**What you have to do**
Taking the entries below from the top, restate each line exactly and end with the line containing "fn anchor() ->".

**Data for review**
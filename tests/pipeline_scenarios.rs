//! End-to-end pipeline scenarios over the replay source and stub sink.
//!
//! The exact same orchestrator that runs live is driven here against
//! scripted market data, which is what keeps backtests honest: no
//! lookahead, no live-only code paths.

use chrono::{DateTime, Duration as ChronoDuration, Utc};
use rust_decimal::prelude::FromPrimitive;
use rust_decimal::Decimal;
use rust_decimal_macros::dec;
use serde_json::Value;
use std::path::Path;
use std::sync::Arc;
use std::time::Duration;
use tokio::sync::{mpsc, watch};

use helix::adapters::replay::{ReplaySource, SinkCall, StubOrderSink};
use helix::adapters::OrderSink;
use helix::agents::risk::RiskLedgerSnapshot;
use helix::agents::PredictAgent;
use helix::config::AppConfig;
use helix::domain::candle::{Candle, Timeframe};
use helix::domain::order::Side;
use helix::engine::reconciler::TradeOutcome;
use helix::engine::Orchestrator;

const SYMBOL: &str = "BTCUSDT";

fn anchor() -> DateTime<Utc> {
    DateTime::from_timestamp(1_700_000_000, 0).unwrap()
}

/// Candle series ending with a live candle half a period old at `now`.
fn series(
    tf: Timeframe,
    len: usize,
    now: DateTime<Utc>,
    close_at: impl Fn(usize) -> f64,
) -> Vec<Candle> {
    let period = tf.duration();
    let live_open = now - period / 2;
    (0..len)
        .map(|k| {
            let open_time = live_open - period * (len - 1 - k) as i32;
            let close = close_at(k);
            let open = close_at(k.saturating_sub(1));
            let high = close.max(open) * 1.001;
            let low = close.min(open) * 0.999;
            Candle {
                open_time,
                open: dec(open),
                high: dec(high),
                low: dec(low),
                close: dec(close),
                volume: dec!(30),
                close_time: open_time + period - ChronoDuration::milliseconds(1),
            }
        })
        .collect()
}

fn dec(v: f64) -> Decimal {
    Decimal::from_f64(v).unwrap()
}

/// Flat base, an old hump peaking well above the finish, then a sharp rise
/// over the final bars: a fresh breakout of the recent 20-bar high with
/// expanding MACD histogram and a live candle above the last close, while
/// the old hump keeps the finish inside the middle of the 96-bar range so
/// the position gate stays open.
fn bullish_breakout(len: usize) -> impl Fn(usize) -> f64 + Copy {
    move |k| {
        let rise_start = len - 9;
        if k >= rise_start {
            100.0 + (k - rise_start + 1) as f64 * 0.8
        } else if (150..170).contains(&k) {
            let t = (if k < 160 { k - 150 } else { 170 - k }) as f64;
            100.0 + t * 1.5
        } else {
            100.0
        }
    }
}

/// Replay source scripted for a strong long: breakout candles on every
/// timeframe, institutional inflow, shorts paying funding.
fn bullish_source(now: DateTime<Utc>) -> ReplaySource {
    let mut source = ReplaySource::new(now);
    for tf in Timeframe::ALL {
        source.insert_series(SYMBOL, tf, series(tf, 240, now, bullish_breakout(240)));
    }
    source.set_netflow(SYMBOL, 5_000_000.0);
    source.set_funding_rate(SYMBOL, -0.0005);
    source
}

struct Stack {
    orchestrator: Arc<Orchestrator<ReplaySource, StubOrderSink>>,
    sink: Arc<StubOrderSink>,
    #[allow(dead_code)]
    outcome_rx: mpsc::Receiver<TradeOutcome>,
    artifact_dir: tempfile::TempDir,
}

fn stack(source: ReplaySource, balance: Decimal, ledger: RiskLedgerSnapshot) -> Stack {
    let artifact_dir = tempfile::tempdir().unwrap();
    let mut config = AppConfig::default_config(true, vec![SYMBOL.to_string()]);
    config.persistence.artifact_dir = artifact_dir.path().to_string_lossy().to_string();

    let sink = Arc::new(StubOrderSink::new(balance));
    let (_ledger_tx, ledger_rx) = watch::channel(ledger);
    let (outcome_tx, outcome_rx) = mpsc::channel(64);

    let orchestrator = Arc::new(Orchestrator::new(
        Arc::new(config),
        Arc::new(source),
        sink.clone(),
        PredictAgent::new(None, Duration::from_millis(2000)),
        None,
        ledger_rx,
        outcome_tx,
    ));

    Stack {
        orchestrator,
        sink,
        outcome_rx,
        artifact_dir,
    }
}

/// Read the `data` payloads of one artifact kind, in append order.
fn artifact_data(root: &Path, stem: &str) -> Vec<Value> {
    let mut lines = Vec::new();
    if let Ok(dates) = std::fs::read_dir(root) {
        for date in dates.flatten() {
            let path = date.path().join(format!("{stem}.jsonl"));
            if let Ok(content) = std::fs::read_to_string(path) {
                for line in content.lines() {
                    let value: Value = serde_json::from_str(line).unwrap();
                    lines.push(value["data"].clone());
                }
            }
        }
    }
    lines
}

#[tokio::test]
async fn breakout_dispatches_protected_long() {
    let stack = stack(
        bullish_source(anchor()),
        dec!(10_000),
        RiskLedgerSnapshot::default(),
    );
    stack.orchestrator.clone().run_cycle().await;

    let calls = stack.sink.calls();
    assert_eq!(stack.sink.order_count(), 1, "exactly one order: {calls:?}");

    let mut entry_side = None;
    let mut stop_price = None;
    for call in &calls {
        match call {
            SinkCall::PlaceMarket { side, symbol, .. } => {
                assert_eq!(symbol, SYMBOL);
                entry_side = Some(*side);
            }
            SinkCall::AttachStops { stop_loss, take_profit, .. } => {
                stop_price = Some(*stop_loss);
                assert!(take_profit.is_some());
            }
            SinkCall::SetLeverage { leverage, .. } => assert_eq!(*leverage, 3),
        }
    }
    assert_eq!(entry_side, Some(Side::Buy));

    // Long stops sit below entry
    let decisions = artifact_data(stack.artifact_dir.path(), "decisions");
    assert_eq!(decisions.len(), 1);
    assert_eq!(decisions[0]["action"], "long");

    let executions = artifact_data(stack.artifact_dir.path(), "executions");
    assert_eq!(executions.len(), 1);
    let entry: f64 = executions[0]["entry_price"].as_str().unwrap().parse().unwrap();
    let stop: f64 = executions[0]["stop_loss"].as_str().unwrap().parse().unwrap();
    assert!(stop < entry, "long stop {stop} must sit below entry {entry}");
    assert_eq!(
        stop,
        stop_price.unwrap().to_string().parse::<f64>().unwrap()
    );
}

#[tokio::test]
async fn same_snapshot_never_dispatches_twice() {
    let stack = stack(
        bullish_source(anchor()),
        dec!(10_000),
        RiskLedgerSnapshot::default(),
    );

    // Two cycles without advancing the replay cursor: identical snapshot_id
    stack.orchestrator.clone().run_cycle().await;
    stack.orchestrator.clone().run_cycle().await;

    assert_eq!(stack.sink.order_count(), 1);
}

#[tokio::test]
async fn risk_veto_blocks_the_sink_entirely() {
    // Drawdown past the stop-trading gate: decision still computes, the
    // audit fails, and not a single sink call goes out.
    let stack = stack(
        bullish_source(anchor()),
        dec!(10_000),
        RiskLedgerSnapshot {
            drawdown_pct: dec!(0.15),
            consecutive_losses: 0,
        },
    );
    stack.orchestrator.clone().run_cycle().await;

    assert!(stack.sink.calls().is_empty(), "no sink calls after a veto");

    let decisions = artifact_data(stack.artifact_dir.path(), "decisions");
    assert_eq!(decisions[0]["action"], "long");

    let audits = artifact_data(stack.artifact_dir.path(), "risk_audits");
    assert_eq!(audits.len(), 1);
    assert_eq!(audits[0]["passed"], false);
    assert!(audits[0]["blocked_reason"]["Drawdown"].is_object());
}

#[tokio::test]
async fn cooldown_gate_blocks_after_loss_streak() {
    let stack = stack(
        bullish_source(anchor()),
        dec!(10_000),
        RiskLedgerSnapshot {
            drawdown_pct: Decimal::ZERO,
            consecutive_losses: 5,
        },
    );
    stack.orchestrator.clone().run_cycle().await;

    assert!(stack.sink.calls().is_empty());
    let audits = artifact_data(stack.artifact_dir.path(), "risk_audits");
    assert!(audits[0]["blocked_reason"]["Cooldown"].is_object());
}

#[tokio::test]
async fn misaligned_snapshot_degrades_to_hold() {
    // All series end hours before the cursor
    let now = anchor();
    let stale = now - ChronoDuration::hours(8);
    let mut source = ReplaySource::new(now);
    for tf in Timeframe::ALL {
        source.insert_series(SYMBOL, tf, series(tf, 240, stale, bullish_breakout(240)));
    }
    source.set_netflow(SYMBOL, 5_000_000.0);

    let stack = stack(source, dec!(10_000), RiskLedgerSnapshot::default());
    stack.orchestrator.clone().run_cycle().await;

    assert!(stack.sink.calls().is_empty());
    let decisions = artifact_data(stack.artifact_dir.path(), "decisions");
    assert_eq!(decisions.len(), 1);
    assert_eq!(decisions[0]["action"], "hold");
    assert_eq!(decisions[0]["reason"], "snapshot misaligned");

    let snapshots = artifact_data(stack.artifact_dir.path(), "snapshots");
    assert_eq!(snapshots[0]["alignment_ok"], false);
}

#[tokio::test]
async fn missing_aux_metrics_still_produce_a_decision() {
    // No funding, no netflow, no open interest scripted: sentiment drops
    // out and the remaining weights renormalize.
    let now = anchor();
    let mut source = ReplaySource::new(now);
    for tf in Timeframe::ALL {
        source.insert_series(SYMBOL, tf, series(tf, 240, now, bullish_breakout(240)));
    }

    let stack = stack(source, dec!(10_000), RiskLedgerSnapshot::default());
    stack.orchestrator.clone().run_cycle().await;

    let decisions = artifact_data(stack.artifact_dir.path(), "decisions");
    assert_eq!(decisions.len(), 1);

    let details = decisions[0]["vote_details"].as_object().unwrap();
    assert!(!details.contains_key("sentiment"));
    let weight_sum: f64 = details
        .values()
        .map(|v| v["effective_weight"].as_f64().unwrap())
        .sum();
    assert!((weight_sum - 1.0).abs() < 1e-9, "weights renormalize to 1");
}

#[tokio::test]
async fn replay_is_deterministic() {
    // Identical snapshots and a deterministic (fallback) predictor must
    // produce byte-identical decision and audit artifacts.
    let run = |ledger: RiskLedgerSnapshot| async move {
        let stack = stack(bullish_source(anchor()), dec!(10_000), ledger);
        stack.orchestrator.clone().run_cycle().await;
        (
            artifact_data(stack.artifact_dir.path(), "decisions"),
            artifact_data(stack.artifact_dir.path(), "risk_audits"),
            artifact_data(stack.artifact_dir.path(), "quant"),
        )
    };

    let (decisions_a, audits_a, quant_a) = run(RiskLedgerSnapshot::default()).await;
    let (decisions_b, audits_b, quant_b) = run(RiskLedgerSnapshot::default()).await;

    assert_eq!(decisions_a, decisions_b);
    assert_eq!(audits_a, audits_b);
    assert_eq!(quant_a, quant_b);
    assert!(!decisions_a.is_empty());
}

#[tokio::test]
async fn backtest_cursor_controls_visibility() {
    // Advancing the cursor changes the snapshot id: a new decision cycle
    // becomes possible, proving cycles key off replay time, not wall time.
    // The recorded data extends past the starting cursor so fresh candles
    // appear as the cursor moves.
    let now = anchor();
    let mut recorded = ReplaySource::new(now);
    let data_end = now + ChronoDuration::minutes(30);
    for tf in Timeframe::ALL {
        recorded.insert_series(SYMBOL, tf, series(tf, 246, data_end, bullish_breakout(246)));
    }
    recorded.set_netflow(SYMBOL, 5_000_000.0);
    let source = Arc::new(recorded);
    let artifact_dir = tempfile::tempdir().unwrap();
    let mut config = AppConfig::default_config(true, vec![SYMBOL.to_string()]);
    config.persistence.artifact_dir = artifact_dir.path().to_string_lossy().to_string();

    let sink = Arc::new(StubOrderSink::new(dec!(10_000)));
    let (_ledger_tx, ledger_rx) = watch::channel(RiskLedgerSnapshot::default());
    let (outcome_tx, _outcome_rx) = mpsc::channel(64);
    let orchestrator = Arc::new(Orchestrator::new(
        Arc::new(config),
        source.clone(),
        sink.clone(),
        PredictAgent::new(None, Duration::from_millis(2000)),
        None,
        ledger_rx,
        outcome_tx,
    ));

    orchestrator.clone().run_cycle().await;
    source.advance_to(source.cursor() + ChronoDuration::minutes(5));
    orchestrator.clone().run_cycle().await;

    let snapshots = artifact_data(artifact_dir.path(), "snapshots");
    assert_eq!(snapshots.len(), 2);
    assert_ne!(
        snapshots[0]["snapshot_id"], snapshots[1]["snapshot_id"],
        "a fresh 5m close produces a fresh snapshot id"
    );
}

#[tokio::test]
async fn stub_sink_get_balance_matches_seed() {
    let sink = StubOrderSink::new(dec!(4_321));
    assert_eq!(sink.get_balance().await.unwrap(), dec!(4_321));
}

**Written answer**
filename tests/pipeline_scenarios.rs
//! End-to-end pipeline scenarios over the replay source and stub sink.
//!
//! The exact same orchestrator that runs live is driven here against
//! scripted market data, which is what keeps backtests honest: no
//! lookahead, no live-only code paths.

use chrono::{DateTime, Duration as ChronoDuration, Utc};
use rust_decimal::prelude::FromPrimitive;
use rust_decimal::Decimal;
use rust_decimal_macros::dec;
use serde_json::Value;
use std::path::Path;
use std::sync::Arc;
use std::time::Duration;
use tokio::sync::{mpsc, watch};

use helix::adapters::replay::{ReplaySource, SinkCall, StubOrderSink};
use helix::adapters::OrderSink;
use helix::agents::risk::RiskLedgerSnapshot;
use helix::agents::PredictAgent;
use helix::config::AppConfig;
use helix::domain::candle::{Candle, Timeframe};
use helix::domain::order::Side;
use helix::engine::reconciler::TradeOutcome;
use helix::engine::Orchestrator;

const SYMBOL: &str = "BTCUSDT";

fn anchor() -> DateTime<Utc> {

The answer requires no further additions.